I love this homemade frittata cavolo because it’s super easy to make, smells incredible and tastes amazing, plus you get tons of healthy nutrients out of the box.
When I started transitioning to a low-carb way of eating, this used to be my go-to meal every single morning. It was so good that, in addition to breakfast, sometimes I would also cook my special frittata for lunch or even for dinner.
I love this recipe because it comes packed with healthy fats, quality proteins, vegetables and herbs. Plus it’s so easy to prepare that literally anyone can do it. Still, what I love most about this homemade frittata cavolo is that it smells incredible. And I mean INCREDIBLE !
Ingredients for our frittata cavolo
Cooking this super easy frittata cavolo is …. super easy! You’ll only need a handful of ingredients (and this recipe) to make it happen:
- Bell Pepper
- Mushrooms (white or brown)
- Parmesan or Cheddar Cheese
- Olives (green)
- Herbs – basil + parsley or dill
- Black Pepper
How to cook this super frittata cavolo
The trick to cooking a great frittata cavolo is to see it in terms of different layers. Let me explain what I mean by this:
- The first layer is made of chopped cabbage. This layer goes at the bottom of your dish.
- We add beaten eggs mixed with vegetables and spices on top of the cabbage, this being the second layer.
- And we finish with the third layer, made of parmesan cheese, sliced olives and fresh herbs.
- Cook in the oven for 30-40 minutes, until the frittata will develop the most wonderful yellow crust you’ve ever seen. Your kitchen will start smelling amazing around that time.
- DONE. Wasn’t that too easy? Wait until you’ve cook it yourself to see how delicious it is.
How to serve the frittata cavolo
If you ask me, I like serving this amazing Italian dish with freshly baked Danish rye bread (Dansk Rugbrød) or anotther sourdough type of bread. Danish rugbrød is my all-time favorite bread, due to its low gluten content and distinctive special sour taste.
I’ve also included a few pomegranate seeds to balance the overall taste of what is one of the best dishes I’ve EVER cooked.
As for the actual taste, this frittata cavolo has a sweet and spicy taste, with a cheesy salty top. It’s sweet because of the cabbage, spicy due to using black pepper and cheesy because of the grated parmesan that will cook into a delicious and slightly salty crust.
This simple frittata cavolo works great as a ready-made breakfast, lunch or dinner. My absolute favorite way to serve it is hot from the oven!

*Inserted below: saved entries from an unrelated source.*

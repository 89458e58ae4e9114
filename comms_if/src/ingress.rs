//! # Ingress messages
//!
//! Messages consumed by the planner. All stamps are session-elapsed seconds.

// ------------------------------------------------------------------------------------------------
// IMPORTS
// ------------------------------------------------------------------------------------------------

use nalgebra::{UnitQuaternion, Vector3};
use serde::{Deserialize, Serialize};

use crate::traj::TrajMsg;

// ------------------------------------------------------------------------------------------------
// STRUCTS
// ------------------------------------------------------------------------------------------------

/// Odometry pose of the vehicle.
#[derive(Debug, Clone, Serialize, Deserialize)]
pub struct PoseMsg {
    /// Position in the world frame, in meters.
    pub position_m: Vector3<f64>,

    /// Attitude of the vehicle in the world frame.
    pub orientation: UnitQuaternion<f64>,

    /// Session time of the measurement, in seconds.
    pub stamp_s: f64,
}

/// Odometry velocity of the vehicle.
#[derive(Debug, Clone, Serialize, Deserialize)]
pub struct VelocityMsg {
    /// Linear velocity in the world frame, in meters/second.
    pub linear_ms: Vector3<f64>,

    /// Angular velocity in the body frame, in radians/second.
    pub angular_rads: Vector3<f64>,

    /// Session time of the measurement, in seconds.
    pub stamp_s: f64,
}

/// A sensed point cloud.
#[derive(Debug, Clone, Serialize, Deserialize)]
pub struct PointCloudMsg {
    /// Points in the frame given by `frame`.
    pub points_m: Vec<Vector3<f64>>,

    /// Session time of the scan, in seconds.
    pub stamp_s: f64,

    /// Name of the frame the points are expressed in.
    pub frame: String,
}

/// Trigger starting execution, optionally carrying a goal pose.
///
/// If the vehicle already has queued waypoints the goal field is ignored and
/// the head of the queue is used instead.
#[derive(Debug, Clone, Serialize, Deserialize)]
pub struct TriggerMsg {
    /// Session time the trigger was issued, in seconds.
    pub stamp_s: f64,

    /// Goal position in the world frame, in meters.
    pub goal_m: Option<Vector3<f64>>,
}

/// Ground truth state of the dynamic obstacles, simulation only.
#[derive(Debug, Clone, Serialize, Deserialize)]
pub struct ObstacleGroundTruthMsg {
    pub markers: Vec<ObstacleMarker>,
}

/// One simulated obstacle.
#[derive(Debug, Clone, Serialize, Deserialize)]
pub struct ObstacleMarker {
    pub kind: ObstacleKind,

    /// Position of the obstacle reference point in the world frame, in meters.
    pub position_m: Vector3<f64>,

    /// Characteristic width (cylinder radius, ring diameter) in meters.
    pub width_m: f64,

    /// Characteristic height in meters.
    pub height_m: f64,

    /// Velocity of the obstacle in the world frame, in meters/second.
    pub velocity_ms: Vector3<f64>,

    /// Attitude of the obstacle in the world frame.
    pub orientation: UnitQuaternion<f64>,
}

// ------------------------------------------------------------------------------------------------
// ENUMS
// ------------------------------------------------------------------------------------------------

/// The class of a simulated obstacle.
#[derive(Debug, Clone, Copy, PartialEq, Eq, Serialize, Deserialize)]
pub enum ObstacleKind {
    /// A vertical cylinder, moving in the horizontal plane.
    Cylinder,

    /// A planar ring (gate), possibly tilted.
    Ring,
}

/// Union of all ingress messages, for queueing on a single channel.
#[derive(Debug, Clone, Serialize, Deserialize)]
pub enum IngressMsg {
    Pose(PoseMsg),
    Velocity(VelocityMsg),
    PointCloud(PointCloudMsg),
    PeerTraj(TrajMsg),
    Trigger(TriggerMsg),
    ObstacleGroundTruth(ObstacleGroundTruthMsg),
}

It’s one of those dishes packed with real food ingredients that will nourish you from the inside out. Absolutely amazing for your gut health too. Did I mention that it smells and tastes awesome? Ahm … yes, I did!
If you make this frittata cavolo, let me know! Leave a comment or take a picture and tag it @refreshmyhealth on Social Media. I’d love to see what you come up with.
Enjoy this delicious Italian frittata and share it with your loved ones! Sharing is caring!
Do you have a favorite frittata recipe? Would you try this one? Share in the comments.
Super Easy Frittata Cavolo
- Heat Resistant Dish
- 3 slices fresh white cabbage (or as much as you need)
- 5-6 medium eggs
- 1/2 bell pepper (chopped)
- white or brown mushrooms (as needed, cubed)
- 5-6 slices leeks (as needed)
- 100 g parmesan or cheddar cheese (grated, or as much as needed)
- 5 green olives (as needed, seedless and sliced)
- 3 leaves fresh basil (chopped)
- fresh parsley or dill (as needed)
- 1 tsp black pepper
- 1 tsp Himalayan salt
- Start by adding chopped cabbage into an oven ready tray (glass or ceramic). Add enough cabbage to cover the whole dish on the bottom and a bit more. You want to have enough of it to create the first layer of your frittata.
- Prepare beaten eggs with salt, spices and vegetables (red peppers, mushrooms and leeks). Make sure to include one of the following herbs: parsley, dill or basil.
- Add everything on top of the cabbage layer. The eggs will soak into the cabbage but the vegetables will remain on top. Don’t worry, you’re doing fine! This was the second layer of your frittata.
- For the top layer, use grated parmesan cheese or cheddar cheese, or a mix of the two.
- Finish this layer by adding green olives, maybe fresh basil (chopped) or a few slices of bell pepper, it’s your choice! Be creative with the toppings but keep it healthy.
- That’s it for the layers! Cook your frittata in the oven for 30-40 min at 150-170 Celsius (so not too high) until the cheese on top has developed a solid yellow-orange crust.
- Remove from the oven and set aside to cool down for a few minutes. Enjoy fresh or store in the fridge for next day.